Without listing off the wild series of events that followed my unavoidable resignation in gory detail, it’s safe to say that many of the things I’d always dreaded financially did indeed occur in quick order. From health crises to the rising cost of living (which all Americans are battling at present), it was the worst time to lose a steady paycheck. Nothing went the way I’d planned, but I leaned into the sparkly notion that the Universe was going to take care of things in one way or another. And It is… just not exactly how I anticipated nor in a way that I can see clearly from my current vantage point. Because what I didn’t see coming was the upheaval of my life beyond dollar signs.
So, here we are… The Tower is still falling; it’s still in mid-motion.
How is this in any way a good thing, you ask? The Tower doesn’t appear to have an upside.
It does. It’s just not in the way you’d expect.
And that’s what comforts me as I swan dive out of The Tower. I can see that when I land in the rubble, Death will be there waiting patiently. Once the dust settles, it’s up to me to take stock of what pieces of myself should remain and what should be discarded. It’s my decision how I learn from the fall and how I rise back up. It’s not easy, but I will eventually be able to meet the “new” me even if I am sporting a few more battle scars. I will be wiser; stronger; and if I’m patient, more loving to both myself and others.
So, what does anyone do when they’re mid-fall off The Tower? Well, for me, I write. I channel the fear and pain into creativity. Therein lies healing and a way of coping with the chaos. I create worlds that both protect me and allow me to process what’s happening as the floor falls from beneath me. I’m exceptionally fortunate to be a writer and have this beautiful outlet. I think I would’ve lost my mind entirely a long time ago if I didn’t.
I received my first developmental notes from my incredible editor literally the day after my partner and I separated, and it couldn’t have been better timing—seriously. Not only am I now able to slip back into a story I’ve loved for years, I’m also able to approach it with a little more insight than I have before. I understand the characters’ struggles better; I feel their sorrow more than ever; I relate to their free fall from The Tower as we all topple together.

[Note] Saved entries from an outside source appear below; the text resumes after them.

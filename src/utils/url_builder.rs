//! Joining base URLs with tokens, and extracting tokens back out of links.

/// Joins `base_url` and `token` with exactly one `/` between them.
///
/// `base_url` is caller-controlled and used as-is (no re-encoding). When
/// `append_slash` is set a trailing `/` follows the token.
///
/// # Examples
///
/// ```ignore
/// assert_eq!(
///     build_url("https://t.example.com/open/", "abc=", false),
///     "https://t.example.com/open/abc="
/// );
/// assert_eq!(
///     build_url("https://t.example.com/open", "abc=", true),
///     "https://t.example.com/open/abc=/"
/// );
/// ```
pub fn build_url(base_url: &str, token: &str, append_slash: bool) -> String {
    let token = token.trim_start_matches('/');
    let mut url = String::with_capacity(base_url.len() + token.len() + 2);

    url.push_str(base_url);
    if !base_url.ends_with('/') {
        url.push('/');
    }
    url.push_str(token);
    if append_slash {
        url.push('/');
    }

    url
}

/// Returns the part of `url` following `base_url`, or `None` if `url` does
/// not start with it.
pub fn strip_base_url<'a>(url: &'a str, base_url: &str) -> Option<&'a str> {
    url.strip_prefix(base_url)
}

/// Extracts the token from a request path or the remainder of a link.
///
/// Drops any query string or fragment, surrounding slashes, and everything
/// up to the last path separator. Tokens never contain `/`.
///
/// # Examples
///
/// ```ignore
/// assert_eq!(token_from_path("/open/abc=/?utm=1"), "abc=");
/// assert_eq!(token_from_path("abc="), "abc=");
/// ```
pub fn token_from_path(path: &str) -> &str {
    let path = path.split(['?', '#']).next().unwrap_or(path);
    let path = path.trim_matches('/');
    path.rsplit('/').next().unwrap_or(path)
}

With every day; every breath; every loss; every win; every relationship; every single moment, we’re granted opportunities to see the world differently. As creatives, I think we’re lucky to be able to translate those experiences to our art and shape something from what appears to be wreckage. We make sorrow approachable, relatable, and worth it. We craft beauty out of our joy and spread it around. We breathe life into characters and places, lyrics and music, canvases and clay using our own lives as the foundation. What an incredible gift that is!